··· MATERIAL FOR THE TASK ···

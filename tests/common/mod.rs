use assert_cmd::Command;
use std::path::Path;

pub fn moodlog_cmd(root: &Path) -> Command {
    let mut cmd = Command::cargo_bin("moodlog").unwrap();
    cmd.env_remove("MOODLOG_ROOT");
    cmd.env_remove("MOODLOG_LOG");
    cmd.arg("--root").arg(root);
    cmd
}

#[allow(dead_code)]
pub fn setup_journal(root: &Path, language: &str) {
    moodlog_cmd(root)
        .args(["setup", "--language", language, "--mode", "festinger"])
        .assert()
        .success();
}
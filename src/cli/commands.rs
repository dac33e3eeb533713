//! CLI command definitions

use clap::{Parser, Subcommand};
use std::path::PathBuf;

#[derive(Parser, Debug)]
#[command(name = "moodlog")]
#[command(about = "Terminal emotion journal", long_about = None)]
#[command(version)]
pub struct Cli {
    /// Journal directory (default: MOODLOG_ROOT, then the nearest .moodlog upwards, then .)
    #[arg(long, global = true, value_name = "DIR")]
    pub root: Option<PathBuf>,

    #[command(subcommand)]
    pub command: Option<Commands>,
}

#[derive(Subcommand, Debug)]
pub enum Commands {
    /// Choose language and record mode (first run)
    Setup {
        /// Interface language (zh, en)
        #[arg(short, long)]
        language: Option<String>,

        /// Record mode (festinger)
        #[arg(short, long)]
        mode: Option<String>,
    },

    /// Show settings, onboarding progress and record count
    Status,

    /// Record how you feel right now
    Record {
        /// Emotion (happy, sad, angry, calm, anxious, excited, frustrated, peaceful)
        emotion: String,

        /// Intensity from 1 (mild) to 10 (intense)
        #[arg(short, long, allow_negative_numbers = true)]
        intensity: i64,

        /// What happened (optional)
        #[arg(short, long, default_value = "")]
        trigger: String,
    },

    /// Show today's emotional track
    Today,

    /// Show all records grouped by day
    Past,

    /// Change the interface language
    Language {
        /// Language code (zh, en)
        code: String,
    },

    /// List the emotions you can record
    Emotions,

    /// View or modify configuration
    Config {
        /// Config key to get or set
        key: Option<String>,

        /// Value to set (if provided, sets the key)
        value: Option<String>,

        /// List all configuration
        #[arg(short, long)]
        list: bool,
    },
}
//! CLI layer - Command-line interface

pub mod commands;
pub mod output;

pub use commands::{Cli, Commands};
pub use output::{format_emotions, format_past, format_record, format_status, format_today};
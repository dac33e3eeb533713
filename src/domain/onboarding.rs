//! Onboarding state machine

use crate::domain::{Language, RecordMode};

/// Where a user is in the one-time setup flow
#[derive(Debug, Clone, Copy, PartialEq, Eq)]
pub enum OnboardingState {
    AwaitingLanguage,
    AwaitingMode,
    Ready,
}

impl OnboardingState {
    /// Derive the state from persisted settings and whether setup was completed
    pub fn from_settings(
        language: Option<Language>,
        record_mode: Option<RecordMode>,
        setup_completed: bool,
    ) -> Self {
        match (language, record_mode) {
            (None, _) => OnboardingState::AwaitingLanguage,
            (Some(_), Some(_)) if setup_completed => OnboardingState::Ready,
            (Some(_), _) => OnboardingState::AwaitingMode,
        }
    }

    pub fn is_ready(&self) -> bool {
        matches!(self, OnboardingState::Ready)
    }

    pub fn describe(&self) -> &'static str {
        match self {
            OnboardingState::AwaitingLanguage => "awaiting language",
            OnboardingState::AwaitingMode => "awaiting record mode",
            OnboardingState::Ready => "ready",
        }
    }
}
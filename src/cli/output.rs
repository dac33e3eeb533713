//! Output formatting utilities

use crate::application::{PastDay, TodayOverview};
use crate::domain::{translate, DayStats, Emotion, EmotionRecord, Language, OnboardingState, RecordMode};
use chrono::Local;

/// Format the store's settings and progress
pub fn format_status(
    language: Option<Language>,
    mode: Option<RecordMode>,
    state: OnboardingState,
    record_count: usize,
) -> String {
    let or_unset = |value: Option<&'static str>| value.unwrap_or("(not set)");
    format!(
        "language = {}\nmode = {}\nonboarding = {}\nrecords = {}\n",
        or_unset(language.map(|l| l.code())),
        or_unset(mode.map(|m| m.code())),
        state.describe(),
        record_count
    )
}

/// One record as a single line, plus its trigger on a second line if any
pub fn format_record(record: &EmotionRecord, language: Option<Language>, time_pattern: &str) -> String {
    let time = record.timestamp().with_timezone(&Local).format(time_pattern);
    let mut line = format!(
        "{} {}  {}  {} {}",
        record.emotion().emoji(),
        record.emotion_name(),
        time,
        translate(language, "intensity"),
        record.intensity()
    );
    if !record.trigger().is_empty() {
        line.push_str(&format!("\n    {}", record.trigger()));
    }
    line
}

fn format_stats(stats: &DayStats, language: Option<Language>) -> String {
    format!(
        "{}: {}   {}: {:.1}",
        translate(language, "recordCount"),
        stats.count,
        translate(language, "avgIntensity"),
        stats.average_intensity
    )
}

/// Format today's track
pub fn format_today(overview: &TodayOverview<'_>, language: Option<Language>, time_pattern: &str) -> String {
    if overview.stats.count == 0 {
        return format!(
            "{}\n{}",
            translate(language, "noRecordsToday"),
            translate(language, "startRecording")
        );
    }

    let mut output = format!("{}\n", translate(language, "todayTrack"));
    for record in &overview.records {
        output.push_str(&format_record(record, language, time_pattern));
        output.push('\n');
    }
    output.push('\n');
    output.push_str(&format_stats(&overview.stats, language));
    output.push('\n');
    output
}

/// Format the past log, one block per day
pub fn format_past(days: &[PastDay<'_>], language: Option<Language>, time_pattern: &str) -> String {
    if days.is_empty() {
        return format!(
            "{}\n{}",
            translate(language, "noRecords"),
            translate(language, "startRecording")
        );
    }

    let mut output = format!("{}\n", translate(language, "pastRecords"));
    for day in days {
        output.push_str(&format!("\n{}  ({})\n", day.label, day.group.date));
        for record in &day.group.records {
            output.push_str("  ");
            output.push_str(&format_record(record, language, time_pattern).replace('\n', "\n  "));
            output.push('\n');
        }
        output.push_str("  ");
        output.push_str(&format_stats(&day.stats, language));
        output.push('\n');
    }
    output
}

/// Format the emotion closed set with labels in `language`
pub fn format_emotions(language: Option<Language>) -> String {
    let mut output = String::new();
    for emotion in Emotion::ALL {
        output.push_str(&format!(
            "{} {:<11}{}\n",
            emotion.emoji(),
            emotion.code(),
            translate(language, &emotion.label_key())
        ));
    }
    output
}

#[cfg(test)]
mod tests {
    use super::*;
    use crate::application::ReviewService;
    use crate::domain::Intensity;
    use crate::infrastructure::{EmotionJournalStore, MemoryStorage};
    use chrono::{NaiveDate, TimeZone, Utc};

    fn record(emotion: Emotion, name: &str, intensity: i64, trigger: &str, day: u32) -> EmotionRecord {
        EmotionRecord::new(
            emotion,
            name,
            Intensity::new(intensity).unwrap(),
            trigger,
            Utc.with_ymd_and_hms(2025, 1, day, 12, 0, 0).unwrap(),
        )
    }

    #[test]
    fn test_format_status_unset() {
        let output = format_status(None, None, OnboardingState::AwaitingLanguage, 0);
        assert!(output.contains("language = (not set)"));
        assert!(output.contains("mode = (not set)"));
        assert!(output.contains("onboarding = awaiting language"));
        assert!(output.contains("records = 0"));
    }

    #[test]
    fn test_format_status_ready() {
        let output = format_status(
            Some(Language::En),
            Some(RecordMode::Festinger),
            OnboardingState::Ready,
            3,
        );
        assert_eq!(
            output,
            "language = en\nmode = festinger\nonboarding = ready\nrecords = 3\n"
        );
    }

    #[test]
    fn test_format_record_with_trigger() {
        let r = record(Emotion::Angry, "Angry", 7, "traffic", 17);
        let output = format_record(&r, Some(Language::En), "%H:%M");
        assert!(output.starts_with("😠 Angry"));
        assert!(output.contains("Intensity 7"));
        assert!(output.ends_with("\n    traffic"));
    }

    #[test]
    fn test_format_record_without_trigger_is_one_line() {
        let r = record(Emotion::Calm, "平静", 4, "", 17);
        let output = format_record(&r, Some(Language::Zh), "%H:%M");
        assert!(!output.contains('\n'));
        assert!(output.contains("强度 4"));
    }

    #[test]
    fn test_format_today_empty() {
        let overview = TodayOverview {
            records: vec![],
            stats: DayStats::from_records(std::iter::empty()),
        };
        let output = format_today(&overview, Some(Language::En), "%H:%M");
        assert_eq!(output, "No records today\nStart recording emotions!");
    }

    #[test]
    fn test_format_today_with_stats() {
        let mut store = EmotionJournalStore::load(MemoryStorage::new());
        store.add_record(record(Emotion::Happy, "Happy", 8, "", 17));
        store.add_record(record(Emotion::Sad, "Sad", 3, "", 17));

        let today = NaiveDate::from_ymd_opt(2025, 1, 17).unwrap();
        let overview = ReviewService::new(&store).today(today, 5);
        let output = format_today(&overview, Some(Language::En), "%H:%M");

        assert!(output.starts_with("Today's emotional track\n"));
        assert!(output.contains("Record Count: 2"));
        assert!(output.contains("Average Intensity: 5.5"));
    }

    #[test]
    fn test_format_today_with_zero_limit_keeps_stats() {
        let mut store = EmotionJournalStore::load(MemoryStorage::new());
        store.add_record(record(Emotion::Happy, "Happy", 6, "", 17));

        let today = NaiveDate::from_ymd_opt(2025, 1, 17).unwrap();
        let overview = ReviewService::new(&store).today(today, 0);
        let output = format_today(&overview, Some(Language::En), "%H:%M");

        assert!(overview.records.is_empty());
        assert!(!output.contains("No records today"));
        assert!(!output.contains("Happy"));
        assert!(output.contains("Record Count: 1"));
        assert!(output.contains("Average Intensity: 6.0"));
    }

    #[test]
    fn test_format_past_groups() {
        let mut store = EmotionJournalStore::load(MemoryStorage::new());
        store.set_language(Language::En);
        store.add_record(record(Emotion::Happy, "Happy", 8, "", 15));
        store.add_record(record(Emotion::Sad, "Sad", 2, "rain", 17));

        let today = NaiveDate::from_ymd_opt(2025, 1, 17).unwrap();
        let days = ReviewService::new(&store).past(today);
        let output = format_past(&days, Some(Language::En), "%H:%M");

        let today_pos = output.find("Today  (2025-01-17)").unwrap();
        let older_pos = output.find("(2025-01-15)").unwrap();
        assert!(today_pos < older_pos);
        assert!(output.contains("\n      rain"));
        assert!(output.contains("Average Intensity: 8.0"));
    }

    #[test]
    fn test_format_past_empty() {
        let output = format_past(&[], None, "%H:%M");
        assert_eq!(output, "还没有情绪记录\n开始记录你的情绪吧！");
    }

    #[test]
    fn test_format_emotions() {
        let output = format_emotions(Some(Language::En));
        assert_eq!(output.lines().count(), 8);
        assert!(output.contains("happy"));
        assert!(output.contains("Frustrated"));
    }
}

···

The word "nmode" occurs on some lines of the entries. Work out how many such lines there are and reply with the number alone.

▶ **WRITTEN RESPONSE**
2